It’s beginning to feel a bit like Christmas

The Christmas lights are on; and fat Santa is standing in the alcove. We have some holly; and the Christmas tree has arrived, a little larger than expected, the base of the trunk not quite fitting into the stand.

‘Just saw a bit off.’
‘With what?’
‘Ah – the saw.’
‘Which is where?’
‘I don’t know where it is but we must have one.’
‘Must we?’

After a reasonable amount of investigation, it seems that we have no saw. Or did and lost it, or gave it to someone needy. Or it rusted or pined away from neglect. We order a saw. Length: twenty-one – are these inches or centimetres? It arrives the next day.

I’m used to watching the Librarian’s dad wield a saw, which he does confidently, fluently and effectively. I, on the other hand, differ from that specification just a little and, as a spectacle, may already be a standing joke to extra-terrestrial scouts, even an element in their amusing PowerPoint presentations of life on planet Earth, once they’ve stopped laughing at Brexit. Still, the tree is now in situ, decorated and subject to the baleful stare of the cat.

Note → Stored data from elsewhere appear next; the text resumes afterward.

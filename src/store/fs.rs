//! Filesystem store client.
//!
//! Renders each batch as text and appends it to one file per target under
//! a base directory (`<dir>/<target>.rows`, tab-separated fields, one row
//! per line). This is the development and demo backend: it makes the
//! relay's output inspectable with ordinary tools while exercising the
//! same batch path a database-backed client would.

use super::{StoreClient, StoreError};
use crate::relay::command::Row;
use std::future::Future;
use std::path::PathBuf;
use std::pin::Pin;
use tokio::io::AsyncWriteExt;

/// Store client appending rendered batches to per-target files.
#[derive(Debug, Clone)]
pub struct FsStore {
    dir: PathBuf,
}

impl FsStore {
    /// Create a new filesystem store. Creates the directory if needed.
    pub fn new(dir: PathBuf) -> Result<Self, StoreError> {
        std::fs::create_dir_all(&dir)?;
        Ok(FsStore { dir })
    }

    pub fn dir(&self) -> &PathBuf {
        &self.dir
    }

    fn target_path(&self, target: &str) -> Result<PathBuf, StoreError> {
        // Target names become file names; path traversal is a constraint
        // violation, not an I/O error.
        if target.contains('/') || target.contains('\\') || target.contains("..") {
            return Err(StoreError::Constraint(format!(
                "target not usable as file name: {}",
                target
            )));
        }
        Ok(self.dir.join(format!("{}.rows", target)))
    }

    fn render(rows: &[Row]) -> Vec<u8> {
        let mut out = Vec::with_capacity(rows.len() * 32);
        for row in rows {
            for (i, field) in row.fields().iter().enumerate() {
                if i > 0 {
                    out.push(b'\t');
                }
                out.extend_from_slice(field);
            }
            out.push(b'\n');
        }
        out
    }
}

impl StoreClient for FsStore {
    fn write_batch<'a>(
        &'a self,
        target: &'a str,
        rows: &'a [Row],
    ) -> Pin<Box<dyn Future<Output = Result<(), StoreError>> + Send + 'a>> {
        Box::pin(async move {
            debug_assert!(!rows.is_empty(), "Precondition: batch must not be empty");
            let path = self.target_path(target)?;
            let rendered = Self::render(rows);

            let mut file = tokio::fs::OpenOptions::new()
                .create(true)
                .append(true)
                .open(&path)
                .await?;
            file.write_all(&rendered).await?;
            file.flush().await?;
            Ok(())
        })
    }
}

#[cfg(test)]
mod tests {
    use super::*;
    use crate::relay::command::Row;

    #[tokio::test]
    async fn test_appends_rendered_rows() {
        let dir = tempfile::tempdir().unwrap();
        let store = FsStore::new(dir.path().to_path_buf()).unwrap();

        store
            .write_batch("events", &[Row::from_fields(["1", "alice"])])
            .await
            .unwrap();
        store
            .write_batch("events", &[Row::from_fields(["2", "bob"])])
            .await
            .unwrap();

        let contents = std::fs::read_to_string(dir.path().join("events.rows")).unwrap();
        assert_eq!(contents, "1\talice\n2\tbob\n");
    }

    #[tokio::test]
    async fn test_targets_get_separate_files() {
        let dir = tempfile::tempdir().unwrap();
        let store = FsStore::new(dir.path().to_path_buf()).unwrap();

        store
            .write_batch("users", &[Row::from_fields(["a"])])
            .await
            .unwrap();
        store
            .write_batch("orders", &[Row::from_fields(["b"])])
            .await
            .unwrap();

        assert!(dir.path().join("users.rows").exists());
        assert!(dir.path().join("orders.rows").exists());
    }

    #[tokio::test]
    async fn test_path_traversal_rejected() {
        let dir = tempfile::tempdir().unwrap();
        let store = FsStore::new(dir.path().to_path_buf()).unwrap();

        let result = store
            .write_batch("../escape", &[Row::from_fields(["x"])])
            .await;
        assert!(matches!(result, Err(StoreError::Constraint(_))));
    }
}
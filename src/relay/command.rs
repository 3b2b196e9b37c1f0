//! Typed write commands
//!
//! A `Command` is one parsed write destined for a named downstream target.
//! The payload is an ordered sequence of opaque field values. The relay
//! never inspects field contents, it only carries them through to the
//! store client in append order.

use bytes::Bytes;

/// One unit of write data: an ordered sequence of opaque field values.
#[derive(Debug, Clone, PartialEq, Eq)]
pub struct Row {
    fields: Vec<Bytes>,
}

impl Row {
    pub fn new(fields: Vec<Bytes>) -> Self {
        Row { fields }
    }

    /// Build a row from string-like field values (test/ingest convenience).
    pub fn from_fields<I, T>(fields: I) -> Self
    where
        I: IntoIterator<Item = T>,
        T: AsRef<[u8]>,
    {
        Row {
            fields: fields
                .into_iter()
                .map(|f| Bytes::copy_from_slice(f.as_ref()))
                .collect(),
        }
    }

    pub fn fields(&self) -> &[Bytes] {
        &self.fields
    }

    pub fn len(&self) -> usize {
        self.fields.len()
    }

    pub fn is_empty(&self) -> bool {
        self.fields.is_empty()
    }
}

/// A parsed write command: one row bound for one target.
#[derive(Debug, Clone, PartialEq, Eq)]
pub struct Command {
    /// Downstream resource the row is destined for (e.g. a table name).
    /// Compared by exact value; the relay performs no normalization.
    pub target: String,
    /// Opaque payload appended to the target's buffer.
    pub row: Row,
}

impl Command {
    pub fn new(target: impl Into<String>, row: Row) -> Self {
        Command {
            target: target.into(),
            row,
        }
    }
}

/// A target is usable as a buffer key if it is non-empty and contains no
/// whitespace or control characters. Anything else is rejected before a
/// buffer is created for it.
pub fn is_valid_target(target: &str) -> bool {
    !target.is_empty()
        && !target
            .chars()
            .any(|c| c.is_whitespace() || c.is_control())
}

#[cfg(test)]
mod tests {
    use super::*;

    #[test]
    fn test_row_from_fields() {
        let row = Row::from_fields(["1", "alice", "2024-01-01"]);
        assert_eq!(row.len(), 3);
        assert_eq!(row.fields()[1], Bytes::from_static(b"alice"));
    }

    #[test]
    fn test_target_validation() {
        assert!(is_valid_target("events"));
        assert!(is_valid_target("schema.events_v2"));
        assert!(!is_valid_target(""));
        assert!(!is_valid_target("two words"));
        assert!(!is_valid_target("tab\there"));
        assert!(!is_valid_target("ctrl\u{1}char"));
    }

    #[test]
    fn test_command_construction() {
        let cmd = Command::new("events", Row::from_fields(["a", "b"]));
        assert_eq!(cmd.target, "events");
        assert_eq!(cmd.row.len(), 2);
    }
}
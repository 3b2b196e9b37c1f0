//! Flush Trigger Policy
//!
//! Decides, from the pending count returned by an append, whether a key
//! should flush now (size threshold) or arm a one-shot delay timer (first
//! row of a fresh accumulation cycle). The decision is evaluated outside
//! the buffer's lock; the trigger never re-enters the buffer, which
//! keeps the append path free of nested acquisition.
//!
//! Exactly one of {size flush, timer flush} wins per cycle: the engine
//! records the buffer's flush epoch when arming the timer, and a timer
//! that fires after the epoch has moved is a no-op.

use std::time::Duration;

/// What to do after an append returned the new pending count.
#[derive(Debug, Clone, Copy, PartialEq, Eq)]
pub enum FlushDecision {
    /// Nothing to do; the row rides an already-armed cycle.
    None,
    /// Pending count reached the size threshold; flush on the calling task.
    Flush,
    /// First row of a fresh cycle; arm the one-shot delay timer so a
    /// low-traffic key still flushes within `max_delay`.
    ArmTimer,
}

/// Size/time flush policy shared by all keys.
#[derive(Debug, Clone, Copy)]
pub struct FlushTrigger {
    flush_threshold: usize,
    max_delay: Duration,
}

impl FlushTrigger {
    pub fn new(flush_threshold: usize, max_delay: Duration) -> Self {
        debug_assert!(
            flush_threshold > 0,
            "Precondition: flush_threshold must be positive"
        );
        FlushTrigger {
            flush_threshold,
            max_delay,
        }
    }

    /// Evaluate the trigger for the count returned by `KeyedBuffer::append`.
    pub fn after_append(&self, count_after: usize) -> FlushDecision {
        if count_after >= self.flush_threshold {
            FlushDecision::Flush
        } else if count_after == 1 {
            FlushDecision::ArmTimer
        } else {
            FlushDecision::None
        }
    }

    pub fn flush_threshold(&self) -> usize {
        self.flush_threshold
    }

    pub fn max_delay(&self) -> Duration {
        self.max_delay
    }
}

#[cfg(test)]
mod tests {
    use super::*;

    #[test]
    fn test_size_threshold_fires() {
        let trigger = FlushTrigger::new(3, Duration::from_millis(50));
        assert_eq!(trigger.after_append(2), FlushDecision::None);
        assert_eq!(trigger.after_append(3), FlushDecision::Flush);
        assert_eq!(trigger.after_append(7), FlushDecision::Flush);
    }

    #[test]
    fn test_first_row_arms_timer() {
        let trigger = FlushTrigger::new(100, Duration::from_millis(50));
        assert_eq!(trigger.after_append(1), FlushDecision::ArmTimer);
        assert_eq!(trigger.after_append(2), FlushDecision::None);
    }

    #[test]
    fn test_threshold_of_one_skips_timer() {
        // With a threshold of 1 every append flushes immediately; the
        // size trigger outranks timer arming.
        let trigger = FlushTrigger::new(1, Duration::from_millis(50));
        assert_eq!(trigger.after_append(1), FlushDecision::Flush);
    }
}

So the year dwindles down. Today is a popular birthday among the literati or, more broadly, the culturati, including one of my favourite writers, Sylvia Townsend Warner, as well as Ira Gershwin, Osbert Sitwell, Alfred Eisenstadt, Dave Brubeck and Nick Park. One of the most poignant must be that of the painter Frédéric Bazille (born 6 December 1841), who enlisted in the Franco-Prussian War and, during the winter of 1870-1871, ‘the bitterest in living memory’, was killed during a minor attack on Beaune-la-Rolande, on 20 November 1870. For ten days – ten days! – Bazille’s father ‘dug in the snow-covered battleground, looking for his son. Eventually he found his body. He hauled it back to Montpellier himself, on a peasant’s cart.’[1]

(Bazille, View of the Village)

It’s still only a few months since it ceased to be the case that, when asked if I had a personal Twitter account, I would remember, and often quote, the lines in Auden’s Letter to Lord Byron:

Indeed our ways to waste time are so many,
Thanks to technology, a list of these
Would make a longer book than Ulysses.[2]

The Librarian would update me daily and more or less selectively on the latest absurdities from a deranged president, a lying Cabinet minister or an idiot actor. Taking over the Twitter account for a literary society has granted me direct and immediate access to such delights, or rather, less direct than through the commentary of individuals on my timeline. It is, of course, something of an echo chamber, since those the Society follows tend to be well-informed, well-read and clear-sighted when it comes to American politics, Brexit and the English government’s record on the Covid-19 pandemic. Specialists in the apocalypse, you might say.

Still, 2020 almost gone. A vaccine in sight. Are we downhearted, you ask – but do not, I notice, wait for an answer.


Notes


[1] Sue Roe, The Private Lives of the Impressionists (London: Chatto and Windus, 2006), 82, 83.

[2] W. H. Auden and Louis MacNeice, Letters from Iceland (London: Faber and Faber, 1937), 53.